◆ WORK REQUEST
Line count for the string "Duration": give the number of lines in the data below that contain it, and nothing more.

◆ RECORDS SUPPLIED

//! Small helpers shared across modules

use base64::{engine::general_purpose::URL_SAFE_NO_PAD as BASE64, Engine as _};
use serde::{Deserialize, Serialize};
use std::time::Duration;

/// Version information for the binary
#[derive(Debug, Clone, Serialize, Deserialize)]
pub struct VersionInfo {
    pub version: String,
    pub git_hash: String,
    pub build_time: String,
}

/// Get version information
pub fn version_info() -> VersionInfo {
    VersionInfo {
        version: env!("CARGO_PKG_VERSION").to_string(),
        git_hash: option_env!("GIT_HASH").unwrap_or("unknown").to_string(),
        build_time: option_env!("BUILD_TIME").unwrap_or("unknown").to_string(),
    }
}

/// Exponential backoff between retries of a transient failure
#[derive(Debug, Clone, Copy)]
pub struct Backoff {
    pub initial: Duration,
    pub ceiling: Duration,
    pub factor: u32,
}

impl Backoff {
    /// Delay before retry number `attempt`, counted from zero
    pub fn delay(&self, attempt: u32) -> Duration {
        let scale = self.factor.max(1).saturating_pow(attempt);
        self.initial.saturating_mul(scale).min(self.ceiling)
    }
}

impl Default for Backoff {
    fn default() -> Self {
        Self {
            initial: Duration::from_millis(500),
            ceiling: Duration::from_secs(20),
            factor: 2,
        }
    }
}

/// Generate a random secret suitable for passwords and application keys.
///
/// Always contains upper, lower and digit characters so it satisfies the
/// usual cloud password complexity rules.
pub fn generate_secret() -> String {
    let mut bytes = Vec::with_capacity(32);
    bytes.extend_from_slice(uuid::Uuid::new_v4().as_bytes());
    bytes.extend_from_slice(uuid::Uuid::new_v4().as_bytes());
    let encoded: String = BASE64
        .encode(bytes)
        .chars()
        .filter(|c| c.is_ascii_alphanumeric())
        .collect();
    format!("Sp{}9", encoded)
}

/// Calculate SHA256 hash of data
pub fn sha256_hash(data: &[u8]) -> String {
    use sha2::{Digest, Sha256};
    Sha256::digest(data)
        .iter()
        .map(|byte| format!("{:02x}", byte))
        .collect()
}

/// Shell-quote a single argument with single quotes
pub fn shell_quote(arg: &str) -> String {
    if !arg.is_empty()
        && arg
            .chars()
            .all(|c| c.is_ascii_alphanumeric() || "-_./=:@,+".contains(c))
    {
        return arg.to_string();
    }
    format!("'{}'", arg.replace('\'', r"'\''"))
}
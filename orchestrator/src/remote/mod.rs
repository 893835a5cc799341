//! Remote command execution
//!
//! A [`RemoteExecutor`] runs commands and scripts against a [`Target`], which
//! is either the local machine or a host reached over SSH. Implementations keep
//! no state between calls beyond their connection parameters.

use std::fmt;
use std::path::PathBuf;
use std::time::Duration;

use async_trait::async_trait;
use serde::{Deserialize, Serialize};
use tracing::{debug, warn};

use crate::errors::OrchestratorError;

pub mod shell;

pub use shell::{ExecutorOptions, ShellExecutor};

/// An SSH-reachable host
#[derive(Debug, Clone, PartialEq, Eq, Serialize, Deserialize)]
pub struct SshTarget {
    pub host: String,
    pub user: String,
    #[serde(default = "default_ssh_port")]
    pub port: u16,
    /// Private key used for key-based authentication
    pub identity_file: Option<PathBuf>,
}

fn default_ssh_port() -> u16 {
    22
}

impl SshTarget {
    pub fn new(host: impl Into<String>, user: impl Into<String>) -> Self {
        Self {
            host: host.into(),
            user: user.into(),
            port: default_ssh_port(),
            identity_file: None,
        }
    }

    pub fn with_identity_file(mut self, identity_file: impl Into<PathBuf>) -> Self {
        self.identity_file = Some(identity_file.into());
        self
    }

    /// `user@host` destination string
    pub fn destination(&self) -> String {
        format!("{}@{}", self.user, self.host)
    }
}

/// Where a command runs
#[derive(Debug, Clone, PartialEq, Eq, Serialize, Deserialize)]
#[serde(tag = "kind", rename_all = "lowercase")]
pub enum Target {
    Local,
    Ssh(SshTarget),
}

impl fmt::Display for Target {
    fn fmt(&self, f: &mut fmt::Formatter<'_>) -> fmt::Result {
        match self {
            Target::Local => write!(f, "localhost"),
            Target::Ssh(ssh) => write!(f, "{}:{}", ssh.destination(), ssh.port),
        }
    }
}

/// Captured output of a command that exited successfully
#[derive(Debug, Clone, Default, PartialEq, Eq)]
pub struct CommandOutput {
    pub stdout: String,
    pub stderr: String,
    pub exit_code: i32,
}

impl CommandOutput {
    pub fn from_stdout(stdout: impl Into<String>) -> Self {
        Self {
            stdout: stdout.into(),
            ..Default::default()
        }
    }
}

/// Runs commands against a target host
///
/// `execute` returns [`OrchestratorError::Transport`] when the target could
/// not be reached and [`OrchestratorError::CommandFailed`] when the command
/// itself exited non-zero.
#[async_trait]
pub trait RemoteExecutor: Send + Sync {
    /// Run a command (or multi-line script) on the target
    async fn execute(&self, target: &Target, command: &str)
        -> Result<CommandOutput, OrchestratorError>;

    /// Run a command, retrying only when the executor itself failed to reach the target
    async fn execute_with_retry(
        &self,
        target: &Target,
        command: &str,
        max_attempts: u32,
        delay: Duration,
    ) -> Result<CommandOutput, OrchestratorError> {
        let max_attempts = max_attempts.max(1);
        let mut attempt = 1;
        loop {
            match self.execute(target, command).await {
                Err(e) if e.is_transient() && attempt < max_attempts => {
                    warn!(
                        "Attempt {}/{} against {} failed: {}; retrying in {:?}",
                        attempt, max_attempts, target, e, delay
                    );
                    tokio::time::sleep(delay).await;
                    attempt += 1;
                }
                result => {
                    if attempt > 1 {
                        debug!("Command against {} settled after {} attempts", target, attempt);
                    }
                    return result;
                }
            }
        }
    }

    /// Stage content onto the target at `remote_path`, optionally setting its mode
    async fn copy_content(
        &self,
        target: &Target,
        content: &[u8],
        remote_path: &str,
        mode: Option<u32>,
    ) -> Result<(), OrchestratorError>;

    /// Hand the terminal to the user for a direct session on the target.
    /// Returns once the session ends.
    async fn interactive(&self, target: &Target) -> Result<(), OrchestratorError>;
}
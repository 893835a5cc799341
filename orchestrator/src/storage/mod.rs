//! Local configuration storage

pub mod layout;
pub mod settings;
//! Command-line options

use std::collections::HashMap;
use std::path::PathBuf;

use crate::deploy::Environment;
use crate::errors::OrchestratorError;

/// What to do with a backup
#[derive(Debug, Clone, PartialEq, Eq)]
pub enum BackupAction {
    Create,
    List,
    Restore(String),
    Delete(String),
}

/// Top-level command
#[derive(Debug, Clone, PartialEq, Eq)]
pub enum Command {
    Deploy(Environment),
    Update { auto_rollback: Option<bool> },
    Backup(BackupAction),
    Status,
    Destroy,
    Shell,
}

/// Parsed invocation
#[derive(Debug, Clone)]
pub struct AppOptions {
    pub command: Command,

    /// Settings file overriding the default location
    pub settings_file: Option<PathBuf>,

    /// Show debug events on the console
    pub verbose: bool,
}

/// Split arguments into positionals and `--key=value` / `--flag` pairs
pub fn split_args(args: &[String]) -> (Vec<String>, HashMap<String, String>) {
    let mut positional = Vec::new();
    let mut flags = HashMap::new();
    for arg in args {
        if let Some(stripped) = arg.strip_prefix("--") {
            match stripped.split_once('=') {
                Some((key, value)) => flags.insert(key.to_string(), value.to_string()),
                None => flags.insert(stripped.to_string(), "true".to_string()),
            };
        } else {
            positional.push(arg.clone());
        }
    }
    (positional, flags)
}

fn required_id(flags: &HashMap<String, String>) -> Result<String, OrchestratorError> {
    flags
        .get("id")
        .filter(|id| !id.is_empty())
        .cloned()
        .ok_or_else(|| OrchestratorError::ConfigError("--id=<backup id> is required".to_string()))
}

impl AppOptions {
    pub fn parse(args: &[String]) -> Result<Self, OrchestratorError> {
        let (positional, flags) = split_args(args);
        let name = positional
            .first()
            .map(String::as_str)
            .ok_or_else(|| OrchestratorError::ConfigError("no command given".to_string()))?;

        let command = match name {
            "deploy" => Command::Deploy(
                flags
                    .get("env")
                    .map(String::as_str)
                    .unwrap_or("ssh")
                    .parse()?,
            ),
            "update" => Command::Update {
                auto_rollback: flags.contains_key("no-rollback").then_some(false),
            },
            "backup" => Command::Backup(match positional.get(1).map(String::as_str) {
                Some("create") | None => BackupAction::Create,
                Some("list") => BackupAction::List,
                Some("restore") => BackupAction::Restore(required_id(&flags)?),
                Some("delete") => BackupAction::Delete(required_id(&flags)?),
                Some(other) => {
                    return Err(OrchestratorError::ConfigError(format!(
                        "unknown backup action '{}'",
                        other
                    )))
                }
            }),
            "status" => Command::Status,
            "destroy" => Command::Destroy,
            "shell" => Command::Shell,
            other => {
                return Err(OrchestratorError::ConfigError(format!(
                    "unknown command '{}'",
                    other
                )))
            }
        };

        Ok(Self {
            command,
            settings_file: flags.get("config").map(PathBuf::from),
            verbose: flags.contains_key("verbose"),
        })
    }
}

◆ EXPECTED ANSWER
8